Tipp City BOE plans facilities survey

By Matt Clevenger

For Miami Valley Today

TIPP CITY — The Tipp City Exempted Village Board of Education will conduct a community survey to help gauge opinion on several different plans for adding classroom space.

Board members approved a contract with Fallon Research & Communications, who will conduct the survey, during their regularly scheduled meeting on Monday, Oct. 28. The survey will cost approximately $15,000, and will be done through telephone interviews starting sometime in January 2020.

“The board and the administration had a discussion about the benefits of having a survey on facilities,” district superintendent Gretta Kumpf said, “So that we would have input before we would move into facilities being on the ballot again.”

Board members also heard a report about a joint meeting between the district and the Ohio Facilities Construction Commission (OFCC) that occurred on Oct. 23 regarding the amount of state funding that might be available for building or expansion projects. The board agreed to seek an estimate for the state share of construction costs under a new preferred plan that would feature pre-k through fifth grade in one building, sixth, seventh and eighth in another and ninth through 12th grade at the high school.

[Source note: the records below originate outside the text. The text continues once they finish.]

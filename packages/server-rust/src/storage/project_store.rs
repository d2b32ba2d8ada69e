//! Filesystem project store.
//!
//! `MAP` values are resolved under a configured root directory. Anything
//! resolving outside of it (`..` components, absolute paths elsewhere,
//! symlinks pointing out) is rejected. Loaded projects are cached by
//! canonical path and reloaded when the `.qgs` or its CFG changes on disk.

use std::io;
use std::path::{Component, Path, PathBuf};
use std::sync::Arc;
use std::time::SystemTime;

use async_trait::async_trait;
use dashmap::DashMap;
use lizmap_core::cfg::{cfg_path_for, get_lizmap_config};
use lizmap_core::qgs::read_project;
use tracing::{debug, info};

use super::{LoadedProject, ProjectError};
use crate::traits::ProjectProvider;

#[derive(Debug)]
struct CacheEntry {
    project_modified: Option<SystemTime>,
    cfg_modified: Option<SystemTime>,
    loaded: Arc<LoadedProject>,
}

/// [`ProjectProvider`] reading `.qgs` files below a root directory.
#[derive(Debug)]
pub struct FsProjectStore {
    root: PathBuf,
    cache: DashMap<PathBuf, CacheEntry>,
}

impl FsProjectStore {
    #[must_use]
    pub fn new(root: impl Into<PathBuf>) -> Self {
        Self {
            root: root.into(),
            cache: DashMap::new(),
        }
    }

    /// Number of cached projects.
    #[must_use]
    pub fn cached_count(&self) -> usize {
        self.cache.len()
    }

    /// Lexical resolution of `map` under the root.
    ///
    /// # Errors
    ///
    /// [`ProjectError::EmptyMap`] for a blank value,
    /// [`ProjectError::OutsideRoot`] for `..` components or absolute paths
    /// outside the root.
    pub fn resolve(&self, map: &str) -> Result<PathBuf, ProjectError> {
        let map = map.trim();
        if map.is_empty() {
            return Err(ProjectError::EmptyMap);
        }

        let requested = Path::new(map);
        if requested
            .components()
            .any(|c| matches!(c, Component::ParentDir))
        {
            return Err(ProjectError::OutsideRoot {
                map: map.to_string(),
            });
        }

        let candidate = if requested.is_absolute() {
            requested.to_path_buf()
        } else {
            self.root.join(requested)
        };
        if !candidate.starts_with(&self.root) {
            return Err(ProjectError::OutsideRoot {
                map: map.to_string(),
            });
        }
        Ok(candidate)
    }

    async fn canonical(&self, map: &str, candidate: &Path) -> Result<PathBuf, ProjectError> {
        let root = tokio::fs::canonicalize(&self.root)
            .await
            .map_err(|source| ProjectError::Root {
                path: self.root.clone(),
                source,
            })?;
        let real = match tokio::fs::canonicalize(candidate).await {
            Ok(real) => real,
            Err(e) if e.kind() == io::ErrorKind::NotFound => {
                return Err(ProjectError::NotFound {
                    map: map.to_string(),
                })
            }
            Err(source) => {
                return Err(ProjectError::Io {
                    path: candidate.to_path_buf(),
                    source,
                })
            }
        };
        if !real.starts_with(&root) {
            return Err(ProjectError::OutsideRoot {
                map: map.to_string(),
            });
        }
        Ok(real)
    }
}

async fn modified(path: &Path) -> Option<SystemTime> {
    tokio::fs::metadata(path).await.ok()?.modified().ok()
}

#[async_trait]
impl ProjectProvider for FsProjectStore {
    async fn load(&self, map: &str) -> Result<Arc<LoadedProject>, ProjectError> {
        let candidate = self.resolve(map)?;
        let path = self.canonical(map, &candidate).await?;

        let project_modified = modified(&path).await;
        let cfg_modified = modified(&cfg_path_for(&path)).await;

        if let Some(entry) = self.cache.get(&path) {
            if entry.project_modified == project_modified && entry.cfg_modified == cfg_modified {
                debug!(path = %path.display(), "project served from cache");
                return Ok(Arc::clone(&entry.loaded));
            }
        }

        let source = path.clone();
        let loaded = tokio::task::spawn_blocking(move || {
            let project = read_project(&source)?;
            let cfg = get_lizmap_config(&source);
            Ok::<_, ProjectError>(LoadedProject::new(project, cfg))
        })
        .await??;
        let loaded = Arc::new(loaded);

        info!(
            path = %path.display(),
            layers = loaded.project.layers().len(),
            has_cfg = loaded.cfg.is_some(),
            "project loaded"
        );
        self.cache.insert(
            path,
            CacheEntry {
                project_modified,
                cfg_modified,
                loaded: Arc::clone(&loaded),
            },
        );
        Ok(loaded)
    }
}
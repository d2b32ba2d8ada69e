//! SQL building blocks for provider subset strings.
//!
//! Every identifier goes through [`quote_identifier`] and every value
//! through [`SqlDialect::quote_literal`]; nothing user-controlled is ever
//! spliced into a statement unquoted.

use crate::datasource::{DataSource, OgrFormat};
use crate::types::MapLayer;

/// SQL flavour of the database holding a layer.
#[derive(Debug, Clone, Copy, PartialEq, Eq)]
pub enum SqlDialect {
    /// PostgreSQL with PostGIS.
    PostgreSql,
    /// SQLite with SpatiaLite geometries.
    SpatiaLite,
    /// SQLite with GeoPackage geometry blobs, read through SpatiaLite.
    GeoPackage,
}

/// Quotes an SQL identifier, doubling embedded double quotes.
#[must_use]
pub fn quote_identifier(name: &str) -> String {
    format!("\"{}\"", name.replace('"', "\"\""))
}

impl SqlDialect {
    /// Quotes a string literal.
    ///
    /// Single quotes are doubled. On PostgreSQL a value containing a
    /// backslash is emitted as an `E''` literal with doubled backslashes, so
    /// the result does not depend on `standard_conforming_strings`.
    #[must_use]
    pub fn quote_literal(self, value: &str) -> String {
        let escaped = value.replace('\'', "''");
        match self {
            Self::PostgreSql if value.contains('\\') => {
                format!("E'{}'", escaped.replace('\\', "\\\\"))
            }
            _ => format!("'{escaped}'"),
        }
    }

    /// Predicate testing that `token` is one of the comma separated entries
    /// of `column` (spaces ignored).
    #[must_use]
    pub fn membership(self, column: &str, token: &str) -> String {
        let position = match self {
            Self::PostgreSql => "strpos",
            Self::SpatiaLite | Self::GeoPackage => "instr",
        };
        format!(
            "{position}(',' || replace({column}, ' ', '') || ',', {}) > 0",
            self.quote_literal(&format!(",{token},"))
        )
    }

    /// Wraps a geometry column expression so spatial functions accept it.
    #[must_use]
    pub fn geometry(self, column: &str) -> String {
        match self {
            Self::GeoPackage => format!("GeomFromGPB({column})"),
            Self::PostgreSql | Self::SpatiaLite => column.to_string(),
        }
    }
}

/// A layer's table as seen from SQL.
#[derive(Debug, Clone, PartialEq, Eq)]
pub struct SqlTable {
    pub dialect: SqlDialect,
    /// Quoted, schema-qualified when applicable.
    pub qualified_name: String,
    /// Unquoted geometry column name.
    pub geometry_column: String,
    pub srid: Option<u32>,
}

impl SqlTable {
    /// Builds the table reference for a layer.
    ///
    /// Returns `None` for providers without an SQL backend this module can
    /// target, or when no geometry column is known.
    #[must_use]
    pub fn from_layer(layer: &MapLayer) -> Option<Self> {
        let geometry_column = layer.geometry_column()?.to_string();
        let (dialect, qualified_name, uri_srid) = match &layer.datasource {
            DataSource::Postgres(pg) => {
                let table = match &pg.schema {
                    Some(schema) => {
                        format!("{}.{}", quote_identifier(schema), quote_identifier(&pg.table))
                    }
                    None => quote_identifier(&pg.table),
                };
                (SqlDialect::PostgreSql, table, pg.srid)
            }
            DataSource::SpatiaLite(sl) => {
                (SqlDialect::SpatiaLite, quote_identifier(&sl.table), None)
            }
            DataSource::Ogr(ogr) => {
                let dialect = match ogr.format {
                    OgrFormat::GeoPackage => SqlDialect::GeoPackage,
                    OgrFormat::Sqlite => SqlDialect::SpatiaLite,
                    OgrFormat::Other => return None,
                };
                (dialect, quote_identifier(ogr.table()?), None)
            }
            DataSource::Other { .. } => return None,
        };

        Some(Self {
            dialect,
            qualified_name,
            geometry_column,
            srid: layer.srid.or(uri_srid),
        })
    }
}
//! The LIZMAP service and its operation pipeline.
//!
//! 1. **Classification** (`classify`): raw request -> `Result<Operation, ClassifyError>`
//! 2. **Middleware** (`middleware`): Tower layers (metrics)
//! 3. **Routing** (`router`): Dispatch to domain services by `service_name`
//! 4. **Domain services** (`domain`): `GETSERVERSETTINGS`, `GETSUBSETSTRING`
//! 5. **Responses** (`response`): JSON writer and the `{code, message}` error body

pub mod classify;
pub mod config;
pub mod domain;
pub mod identity;
pub mod lizmap;
pub mod middleware;
pub mod operation;
pub mod response;
pub mod router;

// Re-export key types for convenient access.
pub use classify::{LizmapRequest, OperationService};
pub use config::{HostInfo, ServerConfig};
pub use lizmap::LizmapService;
pub use operation::{
    service_names, ClassifyError, Operation, OperationContext, OperationError, OperationResponse,
};
pub use response::{write_json_response, ServiceError};
pub use router::OperationRouter;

In other business, board members also heard a report on the district’s upcoming 4.5 mill levy renewal that will appear on the ballot Nov. 5. First approved in 2015, the levy generates approximately $1.85 million annually, but has to be renewed every five years. The estimated cost per year is $157.50 for a home valued at $100,000; since the levy is a renewal residents will not see any change in their taxes if it is approved.

Board members also heard an update from Tippecanoe High School Assistant Principal Chris Zink on the district’s ACT scores, based on recently-released figures for the last five years.

“We are above the state average in all areas,” Zink said. “We definitely have some good things going on.”

Tipp City students’ lowest scoring area was in the production of writing, although the district still scored above the state average. “This was our lowest area overall,” Zink said. “We were off about 9 percentage points.”

Board members also voted to uphold a notice of expulsion for a student that was issued on Oct. 8. An expulsion hearing was held on Oct. 25; board members voted unanimously to uphold the notice of expulsion.

The board of education’s next regularly scheduled meeting will be held at 6 p.m. Monday, Nov. 25.